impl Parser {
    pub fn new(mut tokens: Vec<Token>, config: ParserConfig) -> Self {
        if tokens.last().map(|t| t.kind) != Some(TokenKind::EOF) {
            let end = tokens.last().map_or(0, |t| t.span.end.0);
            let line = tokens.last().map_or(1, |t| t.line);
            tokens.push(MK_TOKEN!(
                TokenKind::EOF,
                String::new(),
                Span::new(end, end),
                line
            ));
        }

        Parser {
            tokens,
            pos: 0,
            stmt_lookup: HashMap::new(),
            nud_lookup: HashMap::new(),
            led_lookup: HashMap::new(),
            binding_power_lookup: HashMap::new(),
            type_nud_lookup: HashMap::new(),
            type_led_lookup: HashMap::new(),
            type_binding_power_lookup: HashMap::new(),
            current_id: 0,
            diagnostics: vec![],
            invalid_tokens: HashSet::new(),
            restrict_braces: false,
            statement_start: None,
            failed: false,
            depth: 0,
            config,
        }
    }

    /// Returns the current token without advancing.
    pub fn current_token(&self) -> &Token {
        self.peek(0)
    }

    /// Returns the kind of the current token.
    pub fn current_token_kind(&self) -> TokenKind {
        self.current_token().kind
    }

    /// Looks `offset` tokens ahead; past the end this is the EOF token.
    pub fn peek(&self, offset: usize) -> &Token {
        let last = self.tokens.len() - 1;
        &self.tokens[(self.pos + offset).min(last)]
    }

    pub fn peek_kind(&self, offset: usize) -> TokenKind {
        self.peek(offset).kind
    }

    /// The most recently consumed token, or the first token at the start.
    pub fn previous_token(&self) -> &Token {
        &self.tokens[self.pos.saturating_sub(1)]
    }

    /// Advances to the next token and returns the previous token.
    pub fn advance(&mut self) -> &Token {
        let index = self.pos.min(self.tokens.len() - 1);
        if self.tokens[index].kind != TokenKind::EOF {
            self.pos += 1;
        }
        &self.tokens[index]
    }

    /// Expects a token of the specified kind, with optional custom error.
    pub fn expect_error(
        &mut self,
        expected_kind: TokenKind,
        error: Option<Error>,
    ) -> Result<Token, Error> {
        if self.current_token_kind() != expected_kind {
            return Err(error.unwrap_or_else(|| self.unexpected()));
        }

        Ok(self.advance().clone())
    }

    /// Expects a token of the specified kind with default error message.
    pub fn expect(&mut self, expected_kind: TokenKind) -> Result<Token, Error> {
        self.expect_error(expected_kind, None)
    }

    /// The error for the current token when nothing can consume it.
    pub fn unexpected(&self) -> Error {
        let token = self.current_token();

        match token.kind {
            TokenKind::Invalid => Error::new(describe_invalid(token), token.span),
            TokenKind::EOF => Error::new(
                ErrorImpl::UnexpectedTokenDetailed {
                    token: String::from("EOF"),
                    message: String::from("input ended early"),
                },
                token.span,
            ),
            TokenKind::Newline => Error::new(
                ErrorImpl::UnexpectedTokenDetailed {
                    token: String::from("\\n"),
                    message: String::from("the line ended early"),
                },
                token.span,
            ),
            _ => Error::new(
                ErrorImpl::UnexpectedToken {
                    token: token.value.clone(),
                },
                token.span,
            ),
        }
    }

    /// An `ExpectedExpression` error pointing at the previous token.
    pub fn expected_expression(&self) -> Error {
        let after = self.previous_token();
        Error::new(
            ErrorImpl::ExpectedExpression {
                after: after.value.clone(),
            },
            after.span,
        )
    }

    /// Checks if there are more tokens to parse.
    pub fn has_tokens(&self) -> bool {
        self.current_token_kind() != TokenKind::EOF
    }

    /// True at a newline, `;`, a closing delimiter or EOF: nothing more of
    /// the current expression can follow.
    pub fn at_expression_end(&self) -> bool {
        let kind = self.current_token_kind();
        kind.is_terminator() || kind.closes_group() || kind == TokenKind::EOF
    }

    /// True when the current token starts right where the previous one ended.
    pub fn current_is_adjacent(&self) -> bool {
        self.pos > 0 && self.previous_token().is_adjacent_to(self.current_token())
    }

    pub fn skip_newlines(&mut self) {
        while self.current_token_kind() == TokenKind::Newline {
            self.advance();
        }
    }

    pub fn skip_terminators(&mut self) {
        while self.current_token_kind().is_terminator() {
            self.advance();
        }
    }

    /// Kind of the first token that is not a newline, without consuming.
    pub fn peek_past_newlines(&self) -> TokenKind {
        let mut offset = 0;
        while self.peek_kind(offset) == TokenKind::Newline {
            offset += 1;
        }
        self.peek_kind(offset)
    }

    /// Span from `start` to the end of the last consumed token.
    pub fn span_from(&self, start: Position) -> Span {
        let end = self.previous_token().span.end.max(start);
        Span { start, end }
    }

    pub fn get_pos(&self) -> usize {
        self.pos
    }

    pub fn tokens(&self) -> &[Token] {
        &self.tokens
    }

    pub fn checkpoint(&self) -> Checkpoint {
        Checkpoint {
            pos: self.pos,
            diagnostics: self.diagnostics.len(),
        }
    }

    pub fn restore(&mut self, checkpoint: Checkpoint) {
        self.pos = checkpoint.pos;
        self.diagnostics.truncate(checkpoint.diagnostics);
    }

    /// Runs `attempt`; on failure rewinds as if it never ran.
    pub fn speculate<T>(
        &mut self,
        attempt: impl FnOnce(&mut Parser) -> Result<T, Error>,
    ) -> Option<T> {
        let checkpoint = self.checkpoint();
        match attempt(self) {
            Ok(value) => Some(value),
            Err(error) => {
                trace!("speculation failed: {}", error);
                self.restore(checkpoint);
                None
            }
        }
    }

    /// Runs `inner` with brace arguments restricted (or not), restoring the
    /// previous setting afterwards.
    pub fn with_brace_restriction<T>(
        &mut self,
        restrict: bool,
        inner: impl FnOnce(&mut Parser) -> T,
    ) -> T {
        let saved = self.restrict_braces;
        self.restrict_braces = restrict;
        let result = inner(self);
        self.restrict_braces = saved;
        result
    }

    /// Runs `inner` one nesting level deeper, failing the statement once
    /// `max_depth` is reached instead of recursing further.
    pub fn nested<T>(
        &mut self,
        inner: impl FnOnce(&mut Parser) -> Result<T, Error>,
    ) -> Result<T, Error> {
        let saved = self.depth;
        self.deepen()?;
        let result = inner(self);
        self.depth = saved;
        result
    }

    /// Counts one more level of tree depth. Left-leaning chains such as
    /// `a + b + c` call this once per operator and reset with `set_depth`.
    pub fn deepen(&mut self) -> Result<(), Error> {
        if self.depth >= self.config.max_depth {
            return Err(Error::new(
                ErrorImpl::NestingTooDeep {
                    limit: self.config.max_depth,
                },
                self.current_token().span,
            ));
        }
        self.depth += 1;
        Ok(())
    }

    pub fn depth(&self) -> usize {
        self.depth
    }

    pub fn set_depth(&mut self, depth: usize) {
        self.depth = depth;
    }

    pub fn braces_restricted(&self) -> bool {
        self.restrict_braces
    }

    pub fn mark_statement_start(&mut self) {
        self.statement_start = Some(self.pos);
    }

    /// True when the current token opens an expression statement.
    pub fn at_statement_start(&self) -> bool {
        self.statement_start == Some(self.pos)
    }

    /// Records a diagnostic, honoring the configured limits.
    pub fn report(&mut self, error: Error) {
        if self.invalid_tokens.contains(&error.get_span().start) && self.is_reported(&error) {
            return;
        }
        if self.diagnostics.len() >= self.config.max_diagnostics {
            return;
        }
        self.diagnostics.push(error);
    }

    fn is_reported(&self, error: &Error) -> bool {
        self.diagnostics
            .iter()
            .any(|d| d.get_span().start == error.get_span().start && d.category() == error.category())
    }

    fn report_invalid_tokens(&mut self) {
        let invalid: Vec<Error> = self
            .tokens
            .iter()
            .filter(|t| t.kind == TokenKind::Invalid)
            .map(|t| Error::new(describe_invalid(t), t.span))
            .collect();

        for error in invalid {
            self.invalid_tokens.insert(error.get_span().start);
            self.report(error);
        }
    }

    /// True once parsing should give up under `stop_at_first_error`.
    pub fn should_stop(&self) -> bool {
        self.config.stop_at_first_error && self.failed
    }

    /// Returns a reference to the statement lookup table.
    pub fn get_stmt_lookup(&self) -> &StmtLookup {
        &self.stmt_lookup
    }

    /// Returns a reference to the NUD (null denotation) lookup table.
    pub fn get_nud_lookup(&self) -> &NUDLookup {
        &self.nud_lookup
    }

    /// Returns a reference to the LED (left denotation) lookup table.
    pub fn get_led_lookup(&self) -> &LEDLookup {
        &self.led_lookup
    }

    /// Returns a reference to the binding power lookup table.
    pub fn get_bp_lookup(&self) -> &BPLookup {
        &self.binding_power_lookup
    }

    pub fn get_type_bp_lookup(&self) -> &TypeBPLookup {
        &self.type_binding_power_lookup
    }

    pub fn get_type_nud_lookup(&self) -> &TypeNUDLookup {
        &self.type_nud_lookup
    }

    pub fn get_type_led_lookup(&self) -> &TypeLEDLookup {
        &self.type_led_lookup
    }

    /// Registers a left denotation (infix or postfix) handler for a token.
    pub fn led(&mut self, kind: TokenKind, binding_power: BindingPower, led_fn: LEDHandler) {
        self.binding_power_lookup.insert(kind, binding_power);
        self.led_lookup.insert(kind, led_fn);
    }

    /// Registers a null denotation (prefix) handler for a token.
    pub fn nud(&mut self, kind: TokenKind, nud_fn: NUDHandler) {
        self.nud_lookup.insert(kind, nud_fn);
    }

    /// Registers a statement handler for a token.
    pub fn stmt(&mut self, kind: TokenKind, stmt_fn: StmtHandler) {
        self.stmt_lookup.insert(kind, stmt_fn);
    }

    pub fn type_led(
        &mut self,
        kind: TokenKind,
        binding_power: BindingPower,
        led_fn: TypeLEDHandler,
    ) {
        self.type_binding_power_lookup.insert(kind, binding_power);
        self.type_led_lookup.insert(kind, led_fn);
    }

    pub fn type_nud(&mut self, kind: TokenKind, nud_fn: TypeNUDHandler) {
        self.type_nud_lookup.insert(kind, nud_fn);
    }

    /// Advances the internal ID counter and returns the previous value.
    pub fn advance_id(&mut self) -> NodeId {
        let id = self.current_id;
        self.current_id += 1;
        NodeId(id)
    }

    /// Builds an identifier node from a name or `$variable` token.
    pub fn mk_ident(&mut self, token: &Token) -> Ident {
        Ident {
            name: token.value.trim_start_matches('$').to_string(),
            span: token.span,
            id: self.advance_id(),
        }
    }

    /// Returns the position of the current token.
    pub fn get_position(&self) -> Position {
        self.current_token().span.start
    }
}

- Problem description
In the listing above, which lines include the string "without"? Return every one of them.

- Answer to the exercise
    /// Returns the current token without advancing.
    /// Kind of the first token that is not a newline, without consuming.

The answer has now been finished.